Input data:
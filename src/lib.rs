//! Server-side HTTP response caching for axum.

pub mod cache;
pub mod config;
pub mod infra;
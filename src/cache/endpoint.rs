//! Per-endpoint cache policy and static action descriptions.

use axum::http::Method;
use serde::Deserialize;

use super::context::{ActionArgument, ArgumentValue};
use super::keys::KeyOptions;
use super::time::CachePolicy;

/// Declarative caching rules for one action.
#[derive(Debug, Clone, PartialEq, Eq, Deserialize)]
#[serde(default)]
pub struct EndpointPolicy {
    pub policy: CachePolicy,
    pub must_revalidate: bool,
    pub no_cache: bool,
    pub private: bool,
    /// Skip both lookup and store for authenticated requests.
    pub anonymous_only: bool,
    pub exclude_query_string: bool,
    pub exclude_auth_header: bool,
    /// Response headers captured on store and replayed on hits.
    pub include_custom_headers: Vec<String>,
    /// Request headers that take part in the cache key.
    pub vary_by_headers: Vec<String>,
    /// Name of a registered key generator.
    pub key_generator: Option<String>,
    /// Fixed media type, bypassing negotiation.
    pub media_type: Option<String>,
    /// HTTP verbs eligible for caching.
    pub methods: Vec<String>,
    /// Disables caching entirely; wins over every other flag.
    pub ignore: bool,
}

impl Default for EndpointPolicy {
    fn default() -> Self {
        Self {
            policy: CachePolicy::default(),
            must_revalidate: false,
            no_cache: false,
            private: false,
            anonymous_only: false,
            exclude_query_string: false,
            exclude_auth_header: false,
            include_custom_headers: Vec::new(),
            vary_by_headers: Vec::new(),
            key_generator: None,
            media_type: None,
            methods: vec![Method::GET.to_string()],
            ignore: false,
        }
    }
}

/// Why a request bypassed the cache.
#[derive(Debug, Clone, Copy, PartialEq, Eq)]
pub enum SkipReason {
    Ignored,
    Method,
    Authenticated,
    AnonymousPrincipal,
}

impl SkipReason {
    pub fn as_str(self) -> &'static str {
        match self {
            Self::Ignored => "ignored",
            Self::Method => "method",
            Self::Authenticated => "authenticated",
            Self::AnonymousPrincipal => "anonymous_principal",
        }
    }
}

impl EndpointPolicy {
    pub fn new(policy: CachePolicy) -> Self {
        Self {
            policy,
            ..Self::default()
        }
    }

    pub fn ignored() -> Self {
        Self {
            ignore: true,
            ..Self::default()
        }
    }

    pub fn with_must_revalidate(mut self) -> Self {
        self.must_revalidate = true;
        self
    }

    pub fn with_no_cache(mut self) -> Self {
        self.no_cache = true;
        self
    }

    pub fn with_private(mut self) -> Self {
        self.private = true;
        self
    }

    pub fn with_anonymous_only(mut self) -> Self {
        self.anonymous_only = true;
        self
    }

    pub fn with_exclude_query_string(mut self) -> Self {
        self.exclude_query_string = true;
        self
    }

    pub fn with_exclude_auth_header(mut self) -> Self {
        self.exclude_auth_header = true;
        self
    }

    pub fn with_custom_headers<I, S>(mut self, names: I) -> Self
    where
        I: IntoIterator<Item = S>,
        S: Into<String>,
    {
        self.include_custom_headers = names.into_iter().map(Into::into).collect();
        self
    }

    pub fn with_vary_by_headers<I, S>(mut self, names: I) -> Self
    where
        I: IntoIterator<Item = S>,
        S: Into<String>,
    {
        self.vary_by_headers = names.into_iter().map(Into::into).collect();
        self
    }

    pub fn with_key_generator(mut self, name: impl Into<String>) -> Self {
        self.key_generator = Some(name.into());
        self
    }

    pub fn with_media_type(mut self, media_type: impl Into<String>) -> Self {
        self.media_type = Some(media_type.into());
        self
    }

    pub fn with_methods<I>(mut self, methods: I) -> Self
    where
        I: IntoIterator<Item = Method>,
    {
        self.methods = methods.into_iter().map(|method| method.to_string()).collect();
        self
    }

    pub fn caches_method(&self, method: &Method) -> bool {
        self.methods
            .iter()
            .any(|allowed| allowed.eq_ignore_ascii_case(method.as_str()))
    }

    /// Reason to bypass the cache for this request, if any.
    pub fn skip_reason(&self, method: &Method, authenticated: bool) -> Option<SkipReason> {
        if self.ignore {
            Some(SkipReason::Ignored)
        } else if !self.caches_method(method) {
            Some(SkipReason::Method)
        } else if self.anonymous_only && authenticated {
            Some(SkipReason::Authenticated)
        } else {
            None
        }
    }

    pub fn key_options(&self) -> KeyOptions {
        KeyOptions {
            exclude_query_string: self.exclude_query_string,
            exclude_auth_header: self.exclude_auth_header,
            vary_by_headers: self.vary_by_headers.clone(),
        }
    }
}

/// Declared return type of an action.
#[derive(Debug, Clone, PartialEq, Eq)]
pub enum TypeRef {
    Single(String),
    Collection(String),
}

impl TypeRef {
    /// The type itself, or the element type of a collection.
    pub fn element(&self) -> &str {
        match self {
            Self::Single(name) | Self::Collection(name) => name,
        }
    }
}

#[derive(Debug, Clone, Copy, PartialEq, Eq)]
pub enum ParameterSource {
    Path,
    Query,
    Body,
}

#[derive(Debug, Clone, PartialEq, Eq)]
pub struct ParameterDescriptor {
    pub name: String,
    pub type_name: String,
    pub source: ParameterSource,
}

impl ParameterDescriptor {
    pub fn path(name: impl Into<String>, type_name: impl Into<String>) -> Self {
        Self::new(name, type_name, ParameterSource::Path)
    }

    pub fn query(name: impl Into<String>, type_name: impl Into<String>) -> Self {
        Self::new(name, type_name, ParameterSource::Query)
    }

    pub fn body(name: impl Into<String>, type_name: impl Into<String>) -> Self {
        Self::new(name, type_name, ParameterSource::Body)
    }

    fn new(
        name: impl Into<String>,
        type_name: impl Into<String>,
        source: ParameterSource,
    ) -> Self {
        Self {
            name: name.into(),
            type_name: type_name.into(),
            source,
        }
    }
}

/// Static description of one action.
#[derive(Debug, Clone, PartialEq, Eq)]
pub struct ActionDescriptor {
    pub name: String,
    /// Explicit GET marker for actions whose name does not start with `get`.
    pub http_get: bool,
    pub returns: Option<TypeRef>,
    pub parameters: Vec<ParameterDescriptor>,
}

impl ActionDescriptor {
    pub fn new(name: impl Into<String>) -> Self {
        Self {
            name: name.into(),
            http_get: false,
            returns: None,
            parameters: Vec::new(),
        }
    }

    pub fn http_get(mut self) -> Self {
        self.http_get = true;
        self
    }

    pub fn returning(mut self, returns: TypeRef) -> Self {
        self.returns = Some(returns);
        self
    }

    pub fn with_parameter(mut self, parameter: ParameterDescriptor) -> Self {
        self.parameters.push(parameter);
        self
    }

    /// Actions that read state: explicit GET marker or a name starting with `get`.
    pub fn is_get_like(&self) -> bool {
        self.http_get || self.name.to_ascii_lowercase().starts_with("get")
    }

    /// Bind path and query values to the declared parameters.
    ///
    /// Without declared parameters every path value is bound under its own name.
    /// Body parameters are never bound.
    pub fn bind(
        &self,
        path_params: &[(String, String)],
        query_pairs: &[(String, String)],
    ) -> Vec<ActionArgument> {
        if self.parameters.is_empty() {
            return path_params
                .iter()
                .map(|(name, value)| ActionArgument::single(name.clone(), value.clone()))
                .collect();
        }

        self.parameters
            .iter()
            .filter_map(|parameter| {
                let value = match parameter.source {
                    ParameterSource::Body => return None,
                    ParameterSource::Path => path_params
                        .iter()
                        .find(|(name, _)| name == &parameter.name)
                        .map(|(_, value)| ArgumentValue::Single(value.clone())),
                    ParameterSource::Query => {
                        let mut values: Vec<String> = query_pairs
                            .iter()
                            .filter(|(name, _)| name == &parameter.name)
                            .map(|(_, value)| value.clone())
                            .collect();
                        match values.len() {
                            0 => None,
                            1 => Some(ArgumentValue::Single(values.remove(0))),
                            _ => Some(ArgumentValue::Many(values)),
                        }
                    }
                };
                Some(ActionArgument {
                    name: parameter.name.clone(),
                    value,
                })
            })
            .collect()
    }
}

/// Static description of a controller and its actions.
#[derive(Debug, Clone, PartialEq, Eq)]
pub struct ControllerDescriptor {
    pub name: String,
    pub actions: Vec<ActionDescriptor>,
}

impl ControllerDescriptor {
    pub fn new(name: impl Into<String>) -> Self {
        Self {
            name: name.into(),
            actions: Vec::new(),
        }
    }

    pub fn with_action(mut self, action: ActionDescriptor) -> Self {
        self.actions.push(action);
        self
    }

    pub fn action(&self, name: &str) -> Option<&ActionDescriptor> {
        self.actions
            .iter()
            .find(|action| action.name.eq_ignore_ascii_case(name))
    }
}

Work to complete: Determine how many lines in the records include the word "axum", and reply with that number alone.

Response area: 2